Déjeuner en commun
Comment un déjeuner à prix réduit, pris en charge par l'entreprise, permet non seulement de calmer la faim, mais aussi de favoriser les échanges et l'esprit d'équipe, tout en renforçant l'attractivité de l'employeur.
L’exemple pratique en bref
Problème
Le siège social de la société clevergie sa est situé dans une commune où les possibilités de restauration sont rares. Les employés devaient soit parcourir de longues distances, soit apporter leur repas de chez eux. De plus, conformément à la convention collective de travail, l’entreprise est tenue de prendre en charge le déjeuner d’une partie de ses employés.
Cette situation existait déjà lors de la création de l’entreprise : les trois fondateurs prenaient leurs repas ensemble tous les jours et souhaitaient maintenir cette tradition pour l’équipe grandissante. Mais avec l’augmentation du nombre d’employés, cette organisation spontanée est devenue de plus en plus difficile. La combinaison d’une offre de restauration limitée et d’un fort esprit de communauté a fait naître le souhait de permettre à tous les employés de profiter d’une pause déjeuner équilibrée et commune.
Sulution
L’entreprise a mis en place un service de cantine interne à prix réduit, avec son propre cuisinier ou sa propre cuisinière.

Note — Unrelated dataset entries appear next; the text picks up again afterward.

//! taskfmt: task export formatter
//!
//! Cleans a task-management CSV export, inherits tags and notes down parent
//! chains, sizes and colors open work, and writes a CSV plus a multi-sheet
//! workbook.

pub mod cli;
pub mod core;
pub mod export;
pub mod pipeline;
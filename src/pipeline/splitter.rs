//! Name/quantity splitting
//!
//! Task names usually carry the quantity to produce ("Large Pad 4",
//! "12x Cover"). Two policies pull it out:
//!
//! - [`QuantityPolicy::Tokens`] (default): every whitespace token made only of
//!   ASCII digits is removed from the name; the first one is the quantity.
//!   Counts too large for `i64` are clamped to `i64::MAX`.
//! - [`QuantityPolicy::Multiplier`]: a leading `<N>x` or trailing `<N>x`
//!   marker is the quantity; names without one keep no quantity.

use regex::Regex;
use serde::{Deserialize, Serialize};
use std::sync::LazyLock;

static LEADING_MULTIPLIER: LazyLock<Regex> =
    LazyLock::new(|| Regex::new(r"^(\d+)[xX]\s*(.*)").expect("valid regex"));

static TRAILING_MULTIPLIER: LazyLock<Regex> =
    LazyLock::new(|| Regex::new(r"^(.*?)(\d+)[xX]$").expect("valid regex"));

/// How a quantity is recognized inside a task name
#[derive(
    Debug, Clone, Copy, PartialEq, Eq, Default, Serialize, Deserialize, clap::ValueEnum,
)]
#[serde(rename_all = "lowercase")]
pub enum QuantityPolicy {
    /// Digit-only whitespace tokens
    #[default]
    Tokens,
    /// Leading or trailing `<N>x` marker
    Multiplier,
}

impl std::fmt::Display for QuantityPolicy {
    fn fmt(&self, f: &mut std::fmt::Formatter<'_>) -> std::fmt::Result {
        match self {
            QuantityPolicy::Tokens => write!(f, "tokens"),
            QuantityPolicy::Multiplier => write!(f, "multiplier"),
        }
    }
}

impl std::str::FromStr for QuantityPolicy {
    type Err = String;

    fn from_str(s: &str) -> Result<Self, Self::Err> {
        match s.trim().to_lowercase().as_str() {
            "tokens" | "token" => Ok(QuantityPolicy::Tokens),
            "multiplier" | "regex" => Ok(QuantityPolicy::Multiplier),
            _ => Err(format!(
                "Invalid quantity policy: '{}'. Use 'tokens' or 'multiplier'",
                s
            )),
        }
    }
}

/// Split a task name into its cleaned name and quantity
pub fn split_name_quantity(
    name: Option<&str>,
    policy: QuantityPolicy,
) -> (Option<String>, Option<i64>) {
    let Some(name) = name else {
        return (None, None);
    };
    match policy {
        QuantityPolicy::Tokens => split_tokens(name),
        QuantityPolicy::Multiplier => split_multiplier(name),
    }
}

fn split_tokens(name: &str) -> (Option<String>, Option<i64>) {
    let mut words = Vec::new();
    let mut quantity = None;

    for token in name.split_whitespace() {
        match parse_count(token) {
            Some(n) => {
                if quantity.is_none() {
                    quantity = Some(n);
                }
            }
            None => words.push(token),
        }
    }

    let cleaned = if words.is_empty() {
        None
    } else {
        Some(words.join(" "))
    };
    (cleaned, quantity)
}

fn split_multiplier(name: &str) -> (Option<String>, Option<i64>) {
    let captured = LEADING_MULTIPLIER
        .captures(name)
        .and_then(|caps| Some((caps.get(2)?.as_str(), parse_count(caps.get(1)?.as_str())?)))
        .or_else(|| {
            TRAILING_MULTIPLIER
                .captures(name)
                .and_then(|caps| Some((caps.get(1)?.as_str(), parse_count(caps.get(2)?.as_str())?)))
        });

    match captured {
        Some((rest, n)) => (non_empty(rest.trim()), Some(n)),
        None => (non_empty(name.trim()), None),
    }
}

/// A digit-only token as a quantity, saturating at `i64::MAX`
fn parse_count(token: &str) -> Option<i64> {
    if token.is_empty() || !token.bytes().all(|b| b.is_ascii_digit()) {
        return None;
    }
    match token.parse() {
        Ok(n) => Some(n),
        Err(_) => {
            tracing::warn!(token, "quantity does not fit in 64 bits, clamped to {}", i64::MAX);
            Some(i64::MAX)
        }
    }
}

fn non_empty(s: &str) -> Option<String> {
    if s.is_empty() {
        None
    } else {
        Some(s.to_string())
    }
}
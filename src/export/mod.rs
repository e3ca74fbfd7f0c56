//! Export of computed tables: delimited text and multi-sheet workbook

pub mod delimited;
pub mod workbook;

use miette::Diagnostic;
use std::path::PathBuf;
use thiserror::Error;

pub use delimited::{write_csv, write_delimited};
pub use workbook::{write_workbook, WorkbookWriter};

/// Errors raised while writing output files
#[derive(Debug, Error, Diagnostic)]
pub enum ExportError {
    #[error("Cannot write {path}: {source}")]
    #[diagnostic(code(taskfmt::export::io))]
    Io {
        path: PathBuf,
        #[source]
        source: std::io::Error,
    },

    #[error("CSV write error: {0}")]
    #[diagnostic(code(taskfmt::export::csv))]
    Csv(#[from] csv::Error),

    #[error("Workbook error: {0}")]
    #[diagnostic(
        code(taskfmt::export::xlsx),
        help("Sheet names must be unique and at most 31 characters")
    )]
    Workbook(#[from] rust_xlsxwriter::XlsxError),
}
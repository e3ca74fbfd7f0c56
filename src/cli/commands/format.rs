//! `taskfmt format` command - Clean an export and write CSV + workbook

use console::style;
use miette::Result;
use std::path::PathBuf;

use crate::cli::helpers::{load_and_run, output_path, pipeline_options};
use crate::cli::GlobalOpts;
use crate::core::Config;
use crate::export::{write_csv, write_workbook};
use crate::pipeline::QuantityPolicy;

#[derive(clap::Args, Debug)]
pub struct FormatArgs {
    /// Task export CSV to clean
    pub input: PathBuf,

    /// Directory for output files (default: current directory)
    #[arg(long, short = 'o', default_value = ".")]
    pub out_dir: PathBuf,

    /// Path of the cleaned CSV (overrides --out-dir and csv_name)
    #[arg(long)]
    pub csv: Option<PathBuf>,

    /// Path of the workbook (overrides --out-dir and xlsx_name)
    #[arg(long)]
    pub xlsx: Option<PathBuf>,

    /// Do not write the cleaned CSV
    #[arg(long)]
    pub no_csv: bool,

    /// Do not write the workbook
    #[arg(long)]
    pub no_xlsx: bool,

    /// How quantities are read from task names
    #[arg(long, value_enum)]
    pub quantity_policy: Option<QuantityPolicy>,

    /// Run the pipeline and report without writing files
    #[arg(long)]
    pub dry_run: bool,
}

pub fn run(args: FormatArgs, global: &GlobalOpts) -> Result<()> {
    let config = Config::load_with(global.config.as_deref());
    let options = pipeline_options(&config, args.quantity_policy);

    if !global.quiet {
        println!(
            "{} Formatting {}{}",
            style("→").blue(),
            style(args.input.display()).yellow(),
            if args.dry_run {
                style(" (dry run)").dim().to_string()
            } else {
                String::new()
            }
        );
    }

    let output = load_and_run(&args.input, &options)?;
    let report = output.report(&config);

    let mut written = Vec::new();
    if !args.dry_run {
        if !args.out_dir.exists() {
            std::fs::create_dir_all(&args.out_dir).map_err(|e| {
                miette::miette!("Cannot create {}: {}", args.out_dir.display(), e)
            })?;
        }

        if !args.no_csv {
            let path = output_path(args.csv.clone(), &args.out_dir, config.csv_name());
            write_csv(&output.cleaned, &path)?;
            written.push(path);
        }
        if !args.no_xlsx {
            let path = output_path(args.xlsx.clone(), &args.out_dir, config.xlsx_name());
            write_workbook(&report, &path)?;
            written.push(path);
        }
    }

    if global.quiet {
        return Ok(());
    }

    let stats = output.stats;
    println!();
    println!("{}", style("─".repeat(50)).dim());
    println!("{}", style("Format Summary").bold());
    println!("{}", style("─".repeat(50)).dim());
    println!("  Rows processed:     {}", style(stats.rows).cyan());
    println!("  Quantities found:   {}", style(stats.quantities_found).cyan());
    println!(
        "  Sections filled:    {}",
        style(stats.sections_filled).cyan()
    );
    println!(
        "  Rows inheriting:    {}",
        style(stats.inheritance.rows_resolved).green()
    );
    if stats.inheritance.unresolved > 0 {
        println!(
            "  Unknown parents:    {}",
            style(stats.inheritance.unresolved).yellow()
        );
    }
    if stats.inheritance.cycles > 0 {
        println!(
            "  Parent cycles:      {}",
            style(stats.inheritance.cycles).red()
        );
    }
    println!("  Open tasks sized:   {}", style(stats.classified).cyan());
    println!("  Sheets:             {}", style(report.sheets.len()).cyan());

    if args.dry_run {
        println!();
        println!(
            "{}",
            style("Dry run complete. No files were written.").yellow()
        );
    } else {
        println!();
        for path in &written {
            println!("{} Wrote {}", style("✓").green(), style(path.display()).cyan());
        }
    }

    Ok(())
}
//! Multi-sheet workbook export
//!
//! Every [`Sheet`] of a [`Report`] becomes one worksheet:
//! - bold, centered header row
//! - integers written as numbers, text as strings, empty cells skipped
//!   (xlsx numbers are doubles, so integers above 2^53 lose precision)
//! - column width = longest rendered cell (header included) + 2
//! - hidden columns hidden, not dropped
//! - highlighted cells rendered white-on-black

use rust_xlsxwriter::{Format, FormatAlign, Workbook, Worksheet};
use std::path::Path;

use crate::core::table::{TaskTable, Value};
use crate::export::ExportError;
use crate::pipeline::report::{Report, Sheet};

/// Extra characters added to the widest cell of each column
const WIDTH_PADDING: usize = 2;

/// Renders reports into xlsx workbooks
#[derive(Clone, Debug)]
pub struct WorkbookWriter {
    header: Format,
    highlight: Format,
}

impl Default for WorkbookWriter {
    fn default() -> Self {
        Self {
            header: Format::new().set_bold().set_align(FormatAlign::Center),
            highlight: Format::new()
                .set_bold()
                .set_font_color(0xFFFFFF)
                .set_background_color(0x000000),
        }
    }
}

impl WorkbookWriter {
    pub fn new() -> Self {
        Self::default()
    }

    /// Build the workbook in memory
    pub fn render(&self, report: &Report) -> Result<Workbook, ExportError> {
        let mut workbook = Workbook::new();
        for sheet in &report.sheets {
            let worksheet = workbook.add_worksheet();
            self.fill_sheet(worksheet, sheet)?;
        }
        Ok(workbook)
    }

    /// Render and serialize to xlsx bytes
    pub fn to_buffer(&self, report: &Report) -> Result<Vec<u8>, ExportError> {
        let mut workbook = self.render(report)?;
        Ok(workbook.save_to_buffer()?)
    }

    /// Render and save to `path`
    pub fn save(&self, report: &Report, path: &Path) -> Result<(), ExportError> {
        let mut workbook = self.render(report)?;
        workbook.save(path)?;
        Ok(())
    }

    fn fill_sheet(&self, worksheet: &mut Worksheet, sheet: &Sheet) -> Result<(), ExportError> {
        worksheet.set_name(&sheet.name)?;
        let table = &sheet.table;

        for (col, header) in table.columns().iter().enumerate() {
            worksheet.write_string_with_format(0, col as u16, header, &self.header)?;
        }

        for (row_idx, row) in table.rows().iter().enumerate() {
            let xl_row = (row_idx + 1) as u32;
            for (col_idx, cell) in row.iter().enumerate() {
                let Some(value) = cell else {
                    continue;
                };
                let xl_col = col_idx as u16;
                let highlighted = sheet.highlighted.contains(&(row_idx, col_idx));
                match (value, highlighted) {
                    (Value::Text(s), false) => {
                        worksheet.write_string(xl_row, xl_col, s)?;
                    }
                    (Value::Text(s), true) => {
                        worksheet.write_string_with_format(xl_row, xl_col, s, &self.highlight)?;
                    }
                    (Value::Integer(n), false) => {
                        worksheet.write_number(xl_row, xl_col, *n as f64)?;
                    }
                    (Value::Integer(n), true) => {
                        worksheet.write_number_with_format(
                            xl_row,
                            xl_col,
                            *n as f64,
                            &self.highlight,
                        )?;
                    }
                }
            }
        }

        for (col, width) in column_widths(table).into_iter().enumerate() {
            worksheet.set_column_width(col as u16, width as f64)?;
        }
        for &col in &sheet.hidden {
            worksheet.set_column_hidden(col as u16)?;
        }

        Ok(())
    }
}

/// Save `report` as an xlsx workbook with default styling
pub fn write_workbook(report: &Report, path: &Path) -> Result<(), ExportError> {
    WorkbookWriter::new().save(report, path)
}

/// Fitted width of every column, in characters
pub fn column_widths(table: &TaskTable) -> Vec<usize> {
    table
        .columns()
        .iter()
        .enumerate()
        .map(|(col, header)| {
            let longest = table
                .rows()
                .iter()
                .filter_map(|row| row.get(col).and_then(|c| c.as_ref()))
                .map(|v| v.to_string().chars().count())
                .chain(std::iter::once(header.chars().count()))
                .max()
                .unwrap_or(0);
            longest + WIDTH_PADDING
        })
        .collect()
}
//! `taskfmt preview` command - Print one report view

use miette::Result;
use std::path::PathBuf;

use crate::cli::helpers::{load_and_run, pipeline_options};
use crate::cli::table::{render_sheet, TableConfig};
use crate::cli::GlobalOpts;
use crate::core::Config;
use crate::pipeline::{QuantityPolicy, ViewKind};

#[derive(clap::Args, Debug)]
pub struct PreviewArgs {
    /// Task export CSV to read
    pub input: PathBuf,

    /// Which sheet to print
    #[arg(long, value_enum, default_value = "formatted")]
    pub view: ViewKind,

    /// Print at most N rows
    #[arg(long, short = 'n')]
    pub limit: Option<usize>,

    /// Include columns the sheet hides
    #[arg(long)]
    pub all_columns: bool,

    /// How quantities are read from task names
    #[arg(long, value_enum)]
    pub quantity_policy: Option<QuantityPolicy>,
}

pub fn run(args: PreviewArgs, global: &GlobalOpts) -> Result<()> {
    let config = Config::load_with(global.config.as_deref());
    let options = pipeline_options(&config, args.quantity_policy);
    let output = load_and_run(&args.input, &options)?;
    let report = output.report(&config);

    let sheet = report.sheet(args.view).ok_or_else(|| {
        miette::miette!(
            "View '{}' is not available for {} (the pivot view needs a Name column)",
            args.view,
            args.input.display()
        )
    })?;

    let table_config = TableConfig {
        limit: args.limit,
        include_hidden: args.all_columns,
        ..Default::default()
    };
    print!("{}", render_sheet(sheet, global.format, &table_config)?);

    Ok(())
}
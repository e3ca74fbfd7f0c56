//! Terminal rendering of report sheets
//!
//! One [`Sheet`] can be printed in every [`OutputFormat`]:
//! - Auto and Md go through `tabled` (one line per row, long cells truncated)
//! - Csv and Tsv reuse the delimited exporter
//! - Json and Yaml emit one mapping per row, keys in column order

use miette::{IntoDiagnostic, Result};
use serde::ser::{Serialize, SerializeMap, Serializer};
use tabled::{builder::Builder, settings::Style};

use crate::cli::helpers::{single_line, truncate_str};
use crate::cli::OutputFormat;
use crate::core::table::{TaskTable, Value};
use crate::export::write_delimited;
use crate::pipeline::report::Sheet;

/// Configuration for table output
#[derive(Debug, Clone)]
pub struct TableConfig {
    /// Print at most this many rows
    pub limit: Option<usize>,
    /// Keep columns the sheet hides on export
    pub include_hidden: bool,
    /// Maximum cell width in terminal tables before truncation
    pub max_cell_width: usize,
}

impl Default for TableConfig {
    fn default() -> Self {
        Self {
            limit: None,
            include_hidden: false,
            max_cell_width: 40,
        }
    }
}

/// The part of a sheet that gets printed
pub fn visible_table(sheet: &Sheet, config: &TableConfig) -> TaskTable {
    let headers: Vec<String> = sheet
        .table
        .columns()
        .iter()
        .enumerate()
        .filter(|(i, _)| config.include_hidden || !sheet.hidden.contains(i))
        .map(|(_, h)| h.clone())
        .collect();
    let projected = sheet.table.project(&headers);

    match config.limit {
        Some(limit) if limit < projected.len() => {
            let mut seen = 0;
            projected.filter_rows(|_| {
                seen += 1;
                seen <= limit
            })
        }
        _ => projected,
    }
}

/// Render a sheet as text in the requested format
pub fn render_sheet(sheet: &Sheet, format: OutputFormat, config: &TableConfig) -> Result<String> {
    let table = visible_table(sheet, config);

    match format {
        OutputFormat::Auto => Ok(render_tabled(&table, false, config.max_cell_width)),
        OutputFormat::Md => Ok(render_tabled(&table, true, usize::MAX)),
        OutputFormat::Csv => render_delimited(&table, b','),
        OutputFormat::Tsv => render_delimited(&table, b'\t'),
        OutputFormat::Json => {
            let mut out = serde_json::to_string_pretty(&records(&table)).into_diagnostic()?;
            out.push('\n');
            Ok(out)
        }
        OutputFormat::Yaml => serde_yml::to_string(&records(&table)).into_diagnostic(),
    }
}

fn render_tabled(table: &TaskTable, markdown: bool, max_width: usize) -> String {
    let mut builder = Builder::default();
    builder.push_record(table.columns().iter().cloned());
    for row in table.rows() {
        builder.push_record(row.iter().map(|cell| {
            let text = cell.as_ref().map(|v| single_line(&v.to_string())).unwrap_or_default();
            // Escape pipe characters for markdown tables
            let text = if markdown { text.replace('|', "\\|") } else { text };
            truncate_str(&text, max_width)
        }));
    }

    let mut built = builder.build();
    if markdown {
        built.with(Style::markdown());
    } else {
        built.with(Style::rounded());
    }
    let mut out = built.to_string();
    out.push('\n');
    out
}

fn render_delimited(table: &TaskTable, delimiter: u8) -> Result<String> {
    let mut buf = Vec::new();
    write_delimited(table, &mut buf, delimiter)?;
    String::from_utf8(buf).into_diagnostic()
}

/// One row as an ordered mapping of column to value
struct Record<'a> {
    columns: &'a [String],
    cells: &'a [Option<Value>],
}

impl Serialize for Record<'_> {
    fn serialize<S: Serializer>(&self, serializer: S) -> Result<S::Ok, S::Error> {
        let mut map = serializer.serialize_map(Some(self.columns.len()))?;
        for (column, cell) in self.columns.iter().zip(self.cells) {
            map.serialize_entry(column, cell)?;
        }
        map.end()
    }
}

fn records(table: &TaskTable) -> Vec<Record<'_>> {
    table
        .rows()
        .iter()
        .map(|row| Record {
            columns: table.columns(),
            cells: row,
        })
        .collect()
}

Aujourd’hui, une cuisinière prépare chaque jour un menu (viande et végétarien) auquel les collaborateurs peuvent s’inscrire de manière flexible. En complément, un service de corvées collectif (débarrasser les tables, nettoyer la cantine) est mis en place, auquel tout le monde participe, y compris les cadres.
Avantages
Le déjeuner en commun renforce la satisfaction, les échanges et l’esprit d’équipe. Il facilite l’intégration des nouveaux collaborateurs, favorise une alimentation saine et constitue un atout pour le recrutement.
Cette mesure est devenue une offre incontournable. Les sondages et les retours directs montrent que les collaborateurs apprécient beaucoup cette offre.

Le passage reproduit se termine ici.